■ **RAW DATA**:
-------------------------

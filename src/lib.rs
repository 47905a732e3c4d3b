//! PaintCore: tiled pixel storage, the incremental image-map preview/apply
//! engine and the generated-brush mask renderer of a raster editor.

pub mod brush;
pub mod cli;
pub mod error;
pub mod idle;
pub mod image;
pub mod image_map;
pub mod logger;
pub mod ops;
pub mod region;
pub mod session;
pub mod settings;
pub mod tiles;
pub mod undo;
pub mod vbr;

pub use brush::{BrushMask, BrushShape, GeneratedBrush};
pub use error::{BrushFileError, CliError, ImageMapError};
pub use idle::{IdleHandle, IdleLoop};
pub use crate::image::{DrawableId, DrawableRef, Image, ImageEvent, ImageType, SampledColor, SharedImage};
pub use image_map::ImageMap;
pub use region::{PixelChunk, PixelChunkMut, PixelRegion, PixelRegionIterator, Rect};
pub use session::MapSession;
pub use settings::Settings;
pub use tiles::TileManager;
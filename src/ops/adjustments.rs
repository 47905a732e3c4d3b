// ============================================================================
// ADJUSTMENT TRANSFORMS – chunk transforms for `ImageMap::apply`
// ============================================================================
//
// Every constructor returns a `'static` closure reading a snapshot chunk and
// writing the matching shadow chunk. Colour channels go through a 256-entry
// LUT where the operation allows it; alpha is copied. Depth decides the
// layout: 1 = gray, 2 = gray + alpha, 3 = RGB, 4 = RGB + alpha.
// ============================================================================

use crate::image::luminance;
use crate::region::{PixelChunk, PixelChunkMut};

/// Number of colour channels for a pixel of `bpp` bytes.
#[inline]
fn color_channels(bpp: usize) -> usize {
    match bpp {
        2 => 1,
        4 => 3,
        n => n,
    }
}

/// Run `f(src_pixel, dst_pixel)` over every pixel of the chunk pair.
fn map_pixels<F>(src: &PixelChunk<'_>, dst: &mut PixelChunkMut<'_>, f: F)
where
    F: Fn(&[u8], &mut [u8]),
{
    let bpp = src.bpp();
    debug_assert_eq!(bpp, dst.bpp());
    for row in 0..src.height() as usize {
        let from = src.row(row);
        let to = dst.row_mut(row);
        for (s, d) in from.chunks_exact(bpp).zip(to.chunks_exact_mut(bpp)) {
            f(s, d);
        }
    }
}

// ============================================================================
// LUT-BASED OPERATIONS
// ============================================================================

/// Apply `lut` to the colour channels, copy alpha.
pub fn lut_transform(lut: [u8; 256]) -> impl Fn(&PixelChunk<'_>, &mut PixelChunkMut<'_>) + 'static {
    move |src: &PixelChunk<'_>, dst: &mut PixelChunkMut<'_>| {
        let colors = color_channels(src.bpp());
        map_pixels(src, dst, |s, d| {
            for (i, (o, &v)) in d.iter_mut().zip(s).enumerate() {
                *o = if i < colors { lut[v as usize] } else { v };
            }
        });
    }
}

pub fn invert() -> impl Fn(&PixelChunk<'_>, &mut PixelChunkMut<'_>) + 'static {
    lut_transform(std::array::from_fn(|i| 255 - i as u8))
}

/// `brightness` and `contrast` in -100..100, 0 = unchanged.
pub fn brightness_contrast(brightness: f32, contrast: f32) -> impl Fn(&PixelChunk<'_>, &mut PixelChunkMut<'_>) + 'static {
    lut_transform(build_brightness_contrast_lut(brightness, contrast))
}

pub fn build_brightness_contrast_lut(brightness: f32, contrast: f32) -> [u8; 256] {
    let contrast = contrast.clamp(-254.0, 254.0);
    let factor = (259.0 * (contrast + 255.0)) / (255.0 * (259.0 - contrast));
    std::array::from_fn(|i| {
        let v = factor * (i as f32 + brightness - 128.0) + 128.0;
        v.round().clamp(0.0, 255.0) as u8
    })
}

/// Levels: remap `[in_black, in_white]` with `gamma` onto `[out_black, out_white]`.
pub fn levels(
    in_black: f32,
    in_white: f32,
    gamma: f32,
    out_black: f32,
    out_white: f32,
) -> impl Fn(&PixelChunk<'_>, &mut PixelChunkMut<'_>) + 'static {
    lut_transform(build_levels_lut(in_black, in_white, gamma, out_black, out_white))
}

pub fn build_levels_lut(in_black: f32, in_white: f32, gamma: f32, out_black: f32, out_white: f32) -> [u8; 256] {
    let in_range = (in_white - in_black).max(1.0);
    let out_range = out_white - out_black;
    let inv_gamma = 1.0 / gamma.max(0.01);
    std::array::from_fn(|i| {
        let normalized = ((i as f32 - in_black) / in_range).clamp(0.0, 1.0);
        let output = out_black + normalized.powf(inv_gamma) * out_range;
        output.round().clamp(0.0, 255.0) as u8
    })
}

/// Curves through `(input, output)` control points, linear between them and
/// flat outside the first and last point. Fewer than two points is identity.
pub fn curves(points: &[(u8, u8)]) -> impl Fn(&PixelChunk<'_>, &mut PixelChunkMut<'_>) + 'static {
    lut_transform(build_curve_lut(points))
}

pub fn build_curve_lut(points: &[(u8, u8)]) -> [u8; 256] {
    let mut pts: Vec<(u8, u8)> = points.to_vec();
    pts.sort_by_key(|p| p.0);
    pts.dedup_by_key(|p| p.0);
    if pts.len() < 2 {
        return std::array::from_fn(|i| i as u8);
    }
    let first = pts[0];
    let last = pts[pts.len() - 1];
    std::array::from_fn(|i| {
        let x = i as u8;
        if x <= first.0 {
            return first.1;
        }
        if x >= last.0 {
            return last.1;
        }
        let seg = pts.windows(2).find(|w| x >= w[0].0 && x <= w[1].0);
        match seg {
            Some(w) => {
                let (x0, y0) = (w[0].0 as f32, w[0].1 as f32);
                let (x1, y1) = (w[1].0 as f32, w[1].1 as f32);
                let t = (i as f32 - x0) / (x1 - x0);
                (y0 + (y1 - y0) * t).round().clamp(0.0, 255.0) as u8
            }
            None => x,
        }
    })
}

/// Reduce every colour channel to `levels` evenly spaced values (2..=256).
pub fn posterize(levels: u32) -> impl Fn(&PixelChunk<'_>, &mut PixelChunkMut<'_>) + 'static {
    let steps = levels.clamp(2, 256) as f32 - 1.0;
    lut_transform(std::array::from_fn(|i| {
        ((i as f32 / 255.0 * steps).round() / steps * 255.0).round() as u8
    }))
}

// ============================================================================
// PER-PIXEL OPERATIONS
// ============================================================================

/// White where the pixel's intensity lies in `[low, high]`, black elsewhere.
pub fn threshold(low: u8, high: u8) -> impl Fn(&PixelChunk<'_>, &mut PixelChunkMut<'_>) + 'static {
    move |src: &PixelChunk<'_>, dst: &mut PixelChunkMut<'_>| {
        let colors = color_channels(src.bpp());
        map_pixels(src, dst, |s, d| {
            let v = if colors == 3 { luminance(s[0], s[1], s[2]) } else { s[0] };
            let out = if (low..=high).contains(&v) { 255 } else { 0 };
            d[..colors].fill(out);
            d[colors..].copy_from_slice(&s[colors..]);
        });
    }
}

/// Replace RGB by its luminance. Gray pixels pass through.
pub fn desaturate() -> impl Fn(&PixelChunk<'_>, &mut PixelChunkMut<'_>) + 'static {
    |src: &PixelChunk<'_>, dst: &mut PixelChunkMut<'_>| {
        let colors = color_channels(src.bpp());
        map_pixels(src, dst, |s, d| {
            d.copy_from_slice(s);
            if colors == 3 {
                d[..3].fill(luminance(s[0], s[1], s[2]));
            }
        });
    }
}

/// Set every pixel to `pixel`; missing bytes become 255.
pub fn fill(pixel: Vec<u8>) -> impl Fn(&PixelChunk<'_>, &mut PixelChunkMut<'_>) + 'static {
    move |src: &PixelChunk<'_>, dst: &mut PixelChunkMut<'_>| {
        map_pixels(src, dst, |_, d| {
            for (i, o) in d.iter_mut().enumerate() {
                *o = pixel.get(i).copied().unwrap_or(255);
            }
        });
    }
}

#[cfg(test)]
mod tests {
    use super::*;
    use crate::region::Rect;
    use crate::tiles::TileManager;

    fn run(
        f: impl Fn(&PixelChunk<'_>, &mut PixelChunkMut<'_>),
        bpp: usize,
        px: &[u8],
    ) -> Vec<u8> {
        let src = TileManager::from_raw(1, 1, bpp, px);
        let mut dst = TileManager::new(1, 1, bpp);
        let rect = Rect::new(0, 0, 1, 1);
        f(&src.chunk(rect), &mut dst.chunk_mut(rect));
        dst.to_raw()
    }

    #[test]
    fn invert_keeps_alpha() {
        assert_eq!(run(invert(), 4, &[0, 100, 255, 7]), vec![255, 155, 0, 7]);
        assert_eq!(run(invert(), 2, &[10, 20]), vec![245, 20]);
    }

    #[test]
    fn neutral_brightness_contrast_is_identity() {
        let lut = build_brightness_contrast_lut(0.0, 0.0);
        assert!(lut.iter().enumerate().all(|(i, &v)| v == i as u8));
        let brighter = build_brightness_contrast_lut(10.0, 0.0);
        assert_eq!(brighter[100], 110);
        assert_eq!(brighter[250], 255);
    }

    #[test]
    fn curve_interpolates_between_points() {
        let lut = build_curve_lut(&[(0, 0), (128, 255), (255, 255)]);
        assert_eq!(lut[0], 0);
        assert_eq!(lut[64], 128);
        assert_eq!(lut[200], 255);
        let identity = build_curve_lut(&[(10, 20)]);
        assert_eq!(identity[77], 77);
    }

    #[test]
    fn posterize_two_levels() {
        assert_eq!(run(posterize(2), 1, &[100]), vec![0]);
        assert_eq!(run(posterize(2), 1, &[200]), vec![255]);
    }

    #[test]
    fn threshold_and_desaturate_on_rgb() {
        assert_eq!(run(threshold(100, 200), 3, &[150, 150, 150]), vec![255, 255, 255]);
        assert_eq!(run(threshold(100, 200), 3, &[250, 250, 250]), vec![0, 0, 0]);
        assert_eq!(run(desaturate(), 4, &[255, 255, 255, 9]), vec![255, 255, 255, 9]);
    }

    #[test]
    fn fill_pads_missing_bytes() {
        assert_eq!(run(fill(vec![3]), 2, &[0, 0]), vec![3, 255]);
    }
}
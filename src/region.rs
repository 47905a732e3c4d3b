// ============================================================================
// PIXEL REGIONS – rectangular views and the resumable chunk iterator
// ============================================================================
//
// A `PixelRegion` is pure geometry over some `TileManager`; the iterator walks
// several same-sized regions in lock-step and hands out `RegionChunk`s that
// never cross a tile seam in any of them. Because the iterator holds no
// borrows it can be parked between idle ticks and resumed later.

use crate::tiles::{TILE_SIZE, TileManager};

/// Axis-aligned rectangle in pixel coordinates.
#[derive(Clone, Copy, Debug, PartialEq, Eq, Hash, Default)]
pub struct Rect {
    pub x: u32,
    pub y: u32,
    pub width: u32,
    pub height: u32,
}

impl Rect {
    pub const fn new(x: u32, y: u32, width: u32, height: u32) -> Self {
        Self { x, y, width, height }
    }

    /// Build from inclusive-exclusive corners `(x1, y1)` – `(x2, y2)`.
    pub fn from_corners(x1: u32, y1: u32, x2: u32, y2: u32) -> Self {
        Self::new(x1, y1, x2.saturating_sub(x1), y2.saturating_sub(y1))
    }

    pub fn x2(&self) -> u32 { self.x + self.width }

    pub fn y2(&self) -> u32 { self.y + self.height }

    pub fn is_empty(&self) -> bool {
        self.width == 0 || self.height == 0
    }

    pub fn contains(&self, x: u32, y: u32) -> bool {
        x >= self.x && x < self.x2() && y >= self.y && y < self.y2()
    }

    pub fn intersect(&self, other: &Rect) -> Option<Rect> {
        let x1 = self.x.max(other.x);
        let y1 = self.y.max(other.y);
        let x2 = self.x2().min(other.x2());
        let y2 = self.y2().min(other.y2());
        if x1 >= x2 || y1 >= y2 {
            return None;
        }
        Some(Rect::from_corners(x1, y1, x2, y2))
    }

    pub fn same_size(&self, other: &Rect) -> bool {
        self.width == other.width && self.height == other.height
    }
}

/// A rectangular view `(x, y, width, height)` over a tiled buffer of depth
/// `bpp`. The buffer itself is supplied by whoever resolves a chunk.
#[derive(Clone, Copy, Debug, PartialEq, Eq)]
pub struct PixelRegion {
    pub rect: Rect,
    pub bpp: usize,
    pub writable: bool,
}

impl PixelRegion {
    /// Region over `tm`. Debug builds check that `rect` lies inside it.
    pub fn new(tm: &TileManager, rect: Rect, writable: bool) -> Self {
        debug_assert!(
            rect.is_empty() || (rect.x2() <= tm.width() && rect.y2() <= tm.height()),
            "region {:?} outside {}×{}",
            rect,
            tm.width(),
            tm.height()
        );
        Self { rect, bpp: tm.bpp(), writable }
    }
}

/// One step of a region walk: an offset relative to every registered region's
/// origin plus the shared chunk size.
#[derive(Clone, Copy, Debug, PartialEq, Eq)]
pub struct RegionChunk {
    pub dx: u32,
    pub dy: u32,
    pub width: u32,
    pub height: u32,
}

impl RegionChunk {
    /// Absolute rectangle of this chunk inside `region`'s buffer.
    pub fn rect_in(&self, region: &PixelRegion) -> Rect {
        Rect::new(region.rect.x + self.dx, region.rect.y + self.dy, self.width, self.height)
    }
}

/// Lock-step walk over N regions of identical size.
///
/// Traversal is row-major: the region is cut into bands whose height stops at
/// the nearest horizontal tile seam of any region, and each band is cut left
/// to right at the nearest vertical seam.
#[derive(Debug, Clone)]
pub struct PixelRegionIterator {
    origins: Vec<(u32, u32)>,
    width: u32,
    height: u32,
    dx: u32,
    dy: u32,
    band_height: u32,
    current: Option<RegionChunk>,
}

impl PixelRegionIterator {
    /// Register regions for a joint walk. Mismatched sizes yield an exhausted
    /// iterator (and trip a debug assertion).
    pub fn register(regions: &[PixelRegion]) -> Self {
        let (width, height) = regions
            .first()
            .map_or((0, 0), |r| (r.rect.width, r.rect.height));
        let matched = regions.iter().all(|r| r.rect.width == width && r.rect.height == height);
        debug_assert!(matched, "pixel regions registered with different sizes");

        let mut iter = Self {
            origins: regions.iter().map(|r| (r.rect.x, r.rect.y)).collect(),
            width,
            height,
            dx: 0,
            dy: 0,
            band_height: 0,
            current: None,
        };
        if matched && width > 0 && height > 0 {
            iter.band_height = iter.band_at(0);
            iter.current = Some(iter.chunk_at(0, 0));
        }
        iter
    }

    /// The chunk to process next, `None` once exhausted.
    pub fn current(&self) -> Option<RegionChunk> {
        self.current
    }

    pub fn is_done(&self) -> bool {
        self.current.is_none()
    }

    /// Advance past the current chunk. Returns the new current chunk.
    pub fn process(&mut self) -> Option<RegionChunk> {
        let chunk = self.current?;
        self.dx += chunk.width;
        if self.dx >= self.width {
            self.dx = 0;
            self.dy += self.band_height;
            if self.dy >= self.height {
                self.current = None;
                return None;
            }
            self.band_height = self.band_at(self.dy);
        }
        self.current = Some(self.chunk_at(self.dx, self.dy));
        self.current
    }

    /// Run every remaining chunk through `f` and leave the iterator exhausted.
    pub fn for_each_remaining(&mut self, mut f: impl FnMut(RegionChunk)) {
        while let Some(chunk) = self.current {
            f(chunk);
            self.process();
        }
    }

    fn band_at(&self, dy: u32) -> u32 {
        self.origins
            .iter()
            .map(|&(_, oy)| TILE_SIZE - (oy + dy) % TILE_SIZE)
            .min()
            .unwrap_or(TILE_SIZE)
            .min(self.height - dy)
    }

    fn chunk_at(&self, dx: u32, dy: u32) -> RegionChunk {
        let width = self
            .origins
            .iter()
            .map(|&(ox, _)| TILE_SIZE - (ox + dx) % TILE_SIZE)
            .min()
            .unwrap_or(TILE_SIZE)
            .min(self.width - dx);
        RegionChunk { dx, dy, width, height: self.band_height }
    }
}

// ============================================================================
// CHUNK VIEWS
// ============================================================================

/// Read-only view of a rectangle that lives inside one tile.
pub struct PixelChunk<'a> {
    data: &'a [u8],
    offset: usize,
    rowstride: usize,
    rect: Rect,
    bpp: usize,
}

impl<'a> PixelChunk<'a> {
    pub(crate) fn new(data: &'a [u8], offset: usize, rowstride: usize, rect: Rect, bpp: usize) -> Self {
        Self { data, offset, rowstride, rect, bpp }
    }

    pub fn width(&self) -> u32 { self.rect.width }
    pub fn height(&self) -> u32 { self.rect.height }
    pub fn bpp(&self) -> usize { self.bpp }
    /// Position of the chunk inside its buffer.
    pub fn x(&self) -> u32 { self.rect.x }
    pub fn y(&self) -> u32 { self.rect.y }
    pub fn rect(&self) -> Rect { self.rect }

    /// Row `i` of the chunk, exactly `width * bpp` bytes.
    pub fn row(&self, i: usize) -> &'a [u8] {
        debug_assert!(i < self.rect.height as usize);
        let start = self.offset + i * self.rowstride;
        &self.data[start..start + self.rect.width as usize * self.bpp]
    }
}

/// Writable view of a rectangle that lives inside one tile.
pub struct PixelChunkMut<'a> {
    data: &'a mut [u8],
    offset: usize,
    rowstride: usize,
    rect: Rect,
    bpp: usize,
}

impl<'a> PixelChunkMut<'a> {
    pub(crate) fn new(data: &'a mut [u8], offset: usize, rowstride: usize, rect: Rect, bpp: usize) -> Self {
        Self { data, offset, rowstride, rect, bpp }
    }

    pub fn width(&self) -> u32 { self.rect.width }
    pub fn height(&self) -> u32 { self.rect.height }
    pub fn bpp(&self) -> usize { self.bpp }
    pub fn x(&self) -> u32 { self.rect.x }
    pub fn y(&self) -> u32 { self.rect.y }
    pub fn rect(&self) -> Rect { self.rect }

    pub fn row(&self, i: usize) -> &[u8] {
        debug_assert!(i < self.rect.height as usize);
        let start = self.offset + i * self.rowstride;
        &self.data[start..start + self.rect.width as usize * self.bpp]
    }

    pub fn row_mut(&mut self, i: usize) -> &mut [u8] {
        debug_assert!(i < self.rect.height as usize);
        let start = self.offset + i * self.rowstride;
        let len = self.rect.width as usize * self.bpp;
        &mut self.data[start..start + len]
    }
}

/// Copy `src_rgn` of `src` into `dst_rgn` of `dst`, chunk by chunk.
/// Both regions must have the same size and depth.
pub fn copy_region(src: &TileManager, src_rgn: &PixelRegion, dst: &mut TileManager, dst_rgn: &PixelRegion) {
    debug_assert_eq!(src_rgn.bpp, dst_rgn.bpp, "copy_region between different depths");
    debug_assert!(dst_rgn.writable);
    if src_rgn.bpp != dst_rgn.bpp {
        return;
    }
    let mut iter = PixelRegionIterator::register(&[*src_rgn, *dst_rgn]);
    iter.for_each_remaining(|chunk| {
        let from = src.chunk(chunk.rect_in(src_rgn));
        let mut to = dst.chunk_mut(chunk.rect_in(dst_rgn));
        for row in 0..chunk.height as usize {
            to.row_mut(row).copy_from_slice(from.row(row));
        }
    });
}

#[cfg(test)]
mod tests {
    use super::*;

    fn region(x: u32, y: u32, w: u32, h: u32) -> PixelRegion {
        PixelRegion { rect: Rect::new(x, y, w, h), bpp: 1, writable: true }
    }

    #[test]
    fn chunks_stop_at_every_regions_tile_seams() {
        let mut iter = PixelRegionIterator::register(&[region(0, 0, 100, 100), region(10, 20, 100, 100)]);
        let first = iter.current().unwrap();
        assert_eq!((first.dx, first.dy, first.width, first.height), (0, 0, 54, 44));
        let second = iter.process().unwrap();
        assert_eq!((second.dx, second.dy, second.width), (54, 0, 10));

        let mut area = (first.width * first.height + second.width * second.height) as u64;
        while let Some(c) = iter.process() {
            area += (c.width * c.height) as u64;
        }
        assert_eq!(area, 100 * 100);
        assert!(iter.is_done());
    }

    #[test]
    fn walk_is_row_major_and_resumable() {
        let mut iter = PixelRegionIterator::register(&[region(0, 0, 130, 70)]);
        let mut seen = Vec::new();
        // Pause after two chunks, resume from a clone.
        seen.push(iter.current().unwrap());
        seen.push(iter.process().unwrap());
        let mut resumed = iter.clone();
        while let Some(c) = resumed.process() {
            seen.push(c);
        }
        let origins: Vec<(u32, u32)> = seen.iter().map(|c| (c.dx, c.dy)).collect();
        assert_eq!(origins, vec![(0, 0), (64, 0), (128, 0), (0, 64), (64, 64), (128, 64)]);
    }

    #[test]
    fn empty_region_is_exhausted_immediately() {
        let iter = PixelRegionIterator::register(&[region(0, 0, 0, 5)]);
        assert!(iter.is_done());
    }

    #[test]
    fn copy_region_moves_pixels_between_offsets() {
        let data: Vec<u8> = (0..100u32 * 100).map(|i| (i % 199) as u8).collect();
        let src = TileManager::from_raw(100, 100, 1, &data);
        let mut dst = TileManager::new(40, 40, 1);
        let src_rgn = PixelRegion::new(&src, Rect::new(50, 60, 40, 40), false);
        let dst_rgn = PixelRegion::new(&dst, Rect::new(0, 0, 40, 40), true);
        copy_region(&src, &src_rgn, &mut dst, &dst_rgn);
        assert_eq!(dst.read_pixel(0, 0), src.read_pixel(50, 60));
        assert_eq!(dst.read_pixel(39, 39), src.read_pixel(89, 99));
        assert_eq!(dst.read_pixel(14, 4), src.read_pixel(64, 64));
    }

    #[test]
    fn rect_intersection() {
        let a = Rect::new(0, 0, 10, 10);
        assert_eq!(a.intersect(&Rect::new(5, 5, 10, 10)), Some(Rect::new(5, 5, 5, 5)));
        assert_eq!(a.intersect(&Rect::new(10, 0, 3, 3)), None);
    }
}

-------------------------

■ **EXERCISE AIM**:
The answer must be a single number: how many lines of the records contain the string "contains".

■ **OUTPUT FOR THIS EXERCISE**:
2